1908 non-fiction essay by H. G. Wells

"The Things that Live on Mars" is a 1908 non-fiction essay by English writer H. G. Wells, with four illustrations by American artist William Robinson Leigh, about the habitability and possibility of life on Mars, ideas that Wells had previously explored a decade earlier in his science fiction work The War of the Worlds (1898). "The Things that Live on Mars" was originally published in Cosmopolitan, in the same issue as "Story of the Mars Expedition", an essay by American astronomer David Peck Todd describing the 1907 Lowell expedition to Chile, an attempt to capture images of the purported Martian canals. Lowell's canals were later discredited and explained as an optical illusion in the early 20th century.

==Development==
Wells originally pursued his initial line of inquiry into the types of possible life that might be found on Mars while developing a science fiction story in the mid-1890s that would later become the novel The War of the Worlds (1898). The work of astronomer Percival Lowell, founder of the Lowell Observatory in Arizona, captured the imagination of Wells, particularly his book Mars and Its Canals (1906), which promoted the idea of artificial Martian canals created by an advanced civilization on Mars, an idea that Wells found compelling, but was dismissed by the astronomical community as a fantasy. Lowell's claims convinced Wells of not just the habitability of Mars, but also for the idea that "it is inhabited by creatures of sufficient energy and engineering science to make canals beside which our greatest human achievements pale into insignificance." The many unanswered questions about these purported Martians led Wells to compose an essay to explore and take an "imaginative flight" into the speculative natural history of Mars, with descriptions of all its flora and fauna, and depictions of the Martians themselves.

==Synopsis==
Wells tackles the speculative theory of life on Mars in a nine page essay, with four pages devoted to illustrations by William Robinson Leigh and five pages of prose split into a brief introduction and background to the subject, followed by eight sections: "Does life exist on Mars?", "Probable Appearance of the Martian Flora", "The Animal Kingdom", "No Fish on the Planet", "Climatic Conditions", "The Ruling Inhabitants", "How Like Terrestrial Humanity?", and "Martian Civilizations".

==Illustrations==
American artist William Robinson Leigh, known for his art depicting the American west and Southwestern United States, grew up reading natural history and honed his artistic skills drawing wildlife in West Virginia. When the essay was written, Leigh was a contract artist for popular magazines. Unlike his previous work with writers, Leigh collaborated with Wells in coming up with the design of the Martian landscape, civilization, and creatures which could conceivably inhabit the planet.
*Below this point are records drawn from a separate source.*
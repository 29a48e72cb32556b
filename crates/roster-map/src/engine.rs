//! Mapping engine: scores every header against every catalog field and
//! proposes a one-to-one assignment.

use std::cmp::Ordering;
use std::collections::{BTreeMap, BTreeSet};

use serde::Serialize;
use tracing::{debug, info};

use roster_ingest::sample_values;
use roster_model::{ColumnMapping, SourceTable, TargetField};

use crate::catalog::{CATALOG_VERSION, FieldCatalog};
use crate::score::{ColumnScore, HeaderProfile, score_column};
use crate::types::{
    FieldAssignment, MapperOptions, MappingAmbiguityWarning, MappingProposal, WarningKind,
};

/// Score gap under which two candidates count as competing.
const CONTESTED_MARGIN: f32 = 0.10;
/// Scores below this are not worth mentioning in warnings.
const WARNING_FLOOR: f32 = 0.30;

/// Confidence level categories for mapping quality assessment.
///
/// - `High`: near-certain, can be accepted without review
/// - `Medium`: good match, worth a glance
/// - `Low`: above the threshold but should be confirmed
#[derive(Debug, Clone, Copy, PartialEq, Eq, PartialOrd, Ord, Hash, Serialize)]
#[serde(rename_all = "snake_case")]
pub enum ConfidenceLevel {
    Low,
    Medium,
    High,
}

impl ConfidenceLevel {
    #[must_use]
    pub fn description(&self) -> &'static str {
        match self {
            Self::High => "high confidence - likely correct",
            Self::Medium => "medium confidence - should review",
            Self::Low => "low confidence - needs verification",
        }
    }
}

/// Boundaries between confidence levels.
///
/// - below `low`: not assigned
/// - `low` to `medium`: [`ConfidenceLevel::Low`]
/// - `medium` to `high`: [`ConfidenceLevel::Medium`]
/// - at or above `high`: [`ConfidenceLevel::High`]
#[derive(Debug, Clone, Copy)]
pub struct ConfidenceThresholds {
    pub high: f32,
    pub medium: f32,
    pub low: f32,
}

impl Default for ConfidenceThresholds {
    fn default() -> Self {
        Self {
            high: 0.90,
            medium: 0.70,
            low: 0.50,
        }
    }
}

impl ConfidenceThresholds {
    /// Default upper boundaries with a custom acceptance threshold.
    #[must_use]
    pub fn with_min(low: f32) -> Self {
        Self {
            low,
            ..Self::default()
        }
    }

    /// Categorizes a confidence; `None` below the low threshold.
    #[must_use]
    pub fn categorize(&self, confidence: f32) -> Option<ConfidenceLevel> {
        if confidence >= self.high {
            Some(ConfidenceLevel::High)
        } else if confidence >= self.medium {
            Some(ConfidenceLevel::Medium)
        } else if confidence >= self.low {
            Some(ConfidenceLevel::Low)
        } else {
            None
        }
    }
}

/// Proposes column mappings for roster tables.
#[derive(Debug, Clone)]
pub struct MappingEngine {
    catalog: FieldCatalog,
    options: MapperOptions,
    thresholds: ConfidenceThresholds,
}

struct Candidate {
    header: usize,
    field: TargetField,
    score: ColumnScore,
}

impl MappingEngine {
    /// Engine over the catalog subset named by `options.profile`.
    pub fn new(options: MapperOptions) -> Self {
        Self::with_catalog(FieldCatalog::for_profile(options.profile), options)
    }

    /// Engine over an arbitrary catalog subset.
    pub fn with_catalog(catalog: FieldCatalog, options: MapperOptions) -> Self {
        Self {
            catalog,
            thresholds: ConfidenceThresholds::with_min(options.min_confidence),
            options,
        }
    }

    pub fn catalog(&self) -> &FieldCatalog {
        &self.catalog
    }

    pub fn thresholds(&self) -> &ConfidenceThresholds {
        &self.thresholds
    }

    /// Proposes a mapping for `table`.
    ///
    /// Every header is scored against every catalog field. Pairs at or above
    /// the threshold are assigned greedily in descending score order, so each
    /// header and each field is used at most once. Ties resolve by catalog
    /// order, then header order.
    pub fn propose(&self, table: &SourceTable) -> MappingProposal {
        let headers: Vec<HeaderProfile> = table
            .headers()
            .iter()
            .map(|h| HeaderProfile::new(h))
            .collect();
        let samples: Vec<Vec<&str>> = table
            .headers()
            .iter()
            .map(|h| {
                table
                    .non_empty_values(h)
                    .take(self.options.sample_limit)
                    .collect()
            })
            .collect();

        let mut scored = Vec::with_capacity(headers.len() * self.catalog.len());
        for spec in self.catalog.specs() {
            for (idx, header) in headers.iter().enumerate() {
                scored.push(Candidate {
                    header: idx,
                    field: spec.field(),
                    score: score_column(header, spec, &samples[idx]),
                });
            }
        }

        let mut ranked: Vec<&Candidate> = scored
            .iter()
            .filter(|c| c.score.confidence >= self.thresholds.low)
            .collect();
        ranked.sort_by(|a, b| {
            b.score
                .confidence
                .partial_cmp(&a.score.confidence)
                .unwrap_or(Ordering::Equal)
                .then(a.field.cmp(&b.field))
                .then(a.header.cmp(&b.header))
        });

        let mut mapping = ColumnMapping::new();
        let mut chosen: BTreeMap<TargetField, &Candidate> = BTreeMap::new();
        let mut used_headers: BTreeSet<usize> = BTreeSet::new();
        for candidate in ranked {
            if chosen.contains_key(&candidate.field) || used_headers.contains(&candidate.header) {
                continue;
            }
            let header = &headers[candidate.header].raw;
            if let Err(error) = mapping.assign(candidate.field, header.clone()) {
                debug!(%error, "skipping conflicting assignment");
                continue;
            }
            debug!(
                field = %candidate.field,
                header = %header,
                confidence = candidate.score.confidence,
                "assigned column"
            );
            used_headers.insert(candidate.header);
            chosen.insert(candidate.field, candidate);
        }

        let warnings = self.collect_warnings(&headers, &scored, &chosen);

        let assignments: Vec<FieldAssignment> = chosen
            .values()
            .map(|c| FieldAssignment {
                field: c.field,
                header: headers[c.header].raw.clone(),
                score: c.score.clone(),
            })
            .collect();

        let samples = assignments
            .iter()
            .map(|a| {
                (
                    a.field,
                    sample_values(table, &a.header, self.options.preview_samples),
                )
            })
            .collect();

        let unmapped_headers: Vec<String> = headers
            .iter()
            .enumerate()
            .filter(|(idx, _)| !used_headers.contains(idx))
            .map(|(_, h)| h.raw.clone())
            .collect();

        info!(
            mapped = assignments.len(),
            unmapped = unmapped_headers.len(),
            warnings = warnings.len(),
            "proposed column mapping"
        );

        MappingProposal {
            mapping,
            assignments,
            samples,
            warnings,
            unmapped_headers,
            catalog_version: CATALOG_VERSION,
        }
    }

    fn collect_warnings(
        &self,
        headers: &[HeaderProfile],
        scored: &[Candidate],
        chosen: &BTreeMap<TargetField, &Candidate>,
    ) -> Vec<MappingAmbiguityWarning> {
        let owner_of = |header: usize| chosen.values().find(|c| c.header == header);
        let mut warnings = Vec::new();

        for field in self.catalog.fields() {
            let mut options: Vec<&Candidate> = scored.iter().filter(|c| c.field == field).collect();
            options.sort_by(|a, b| {
                b.score
                    .confidence
                    .partial_cmp(&a.score.confidence)
                    .unwrap_or(Ordering::Equal)
                    .then(a.header.cmp(&b.header))
            });

            if let Some(winner) = chosen.get(&field) {
                let rival = options.iter().find(|c| {
                    c.header != winner.header
                        && owner_of(c.header).is_none()
                        && c.score.confidence >= self.thresholds.low
                        && winner.score.confidence - c.score.confidence < CONTESTED_MARGIN
                });
                if let Some(rival) = rival {
                    let chosen_header = &headers[winner.header].raw;
                    let rival_header = &headers[rival.header].raw;
                    warnings.push(MappingAmbiguityWarning {
                        field,
                        kind: WarningKind::Contested,
                        headers: vec![chosen_header.clone(), rival_header.clone()],
                        message: format!(
                            "'{chosen_header}' and '{rival_header}' both look like {}",
                            field.label()
                        ),
                    });
                }
                continue;
            }

            let best = options
                .first()
                .filter(|c| c.score.confidence >= WARNING_FLOOR);

            if field.is_required() {
                let (headers_involved, message) = match best {
                    Some(c) => (
                        vec![headers[c.header].raw.clone()],
                        format!(
                            "required field {} is unmapped; best candidate '{}' scored {:.0}%",
                            field.label(),
                            headers[c.header].raw,
                            c.score.confidence * 100.0
                        ),
                    ),
                    None => (
                        Vec::new(),
                        format!("required field {} is unmapped", field.label()),
                    ),
                };
                warnings.push(MappingAmbiguityWarning {
                    field,
                    kind: WarningKind::MissingRequired,
                    headers: headers_involved,
                    message,
                });
                continue;
            }

            let Some(best) = best else { continue };
            let header = &headers[best.header].raw;
            if best.score.confidence < self.thresholds.low {
                warnings.push(MappingAmbiguityWarning {
                    field,
                    kind: WarningKind::BelowThreshold,
                    headers: vec![header.clone()],
                    message: format!(
                        "'{header}' may be {} ({:.0}%, below threshold)",
                        field.label(),
                        best.score.confidence * 100.0
                    ),
                });
            } else if let Some(owner) = owner_of(best.header)
                && owner.score.confidence - best.score.confidence < CONTESTED_MARGIN
            {
                warnings.push(MappingAmbiguityWarning {
                    field,
                    kind: WarningKind::Displaced,
                    headers: vec![header.clone()],
                    message: format!(
                        "'{header}' was assigned to {} but also fits {}",
                        owner.field.label(),
                        field.label()
                    ),
                });
            }
        }

        warnings
    }
}

impl Default for MappingEngine {
    fn default() -> Self {
        Self::new(MapperOptions::default())
    }
}
#![deny(unsafe_code)]

//! Reconciliation of normalized roster rows into storage.
//!
//! [`commit`] walks the rows in order. Every row is its own atomic unit:
//! school, student, guardians, guardian links, classroom and enrollment are
//! upserted by natural key inside one transaction. Row failures never stop
//! the run; they are collected in the [`ImportReport`].

mod engine;
mod error;
mod report;

pub use engine::{
    CancelFlag, CommitOptions, RowOutcome, RowResult, commit, commit_row, commit_with_cancel,
};
pub use error::{CommitStep, RowCommitError, RowError};
pub use report::{FailureKind, ImportReport, RowFailure};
Historian Jennifer Tucker notes that Leigh's illustrations reflect a "sophisticated and innovative use of line and space, associated with new graphic design concepts in the early 1900s" with a "nod to modern symbols big and small", from the "iconography of world's fairs, monuments, and exhibitions to the fashionable dress and headband of the 'flapper' Martian girl". Leigh's images, Tucker writes, belong to the then nascent "visual genre of scientific realism", which was intended to express the current state of scientific knowledge, rather than as mere cartoons or as fine arts.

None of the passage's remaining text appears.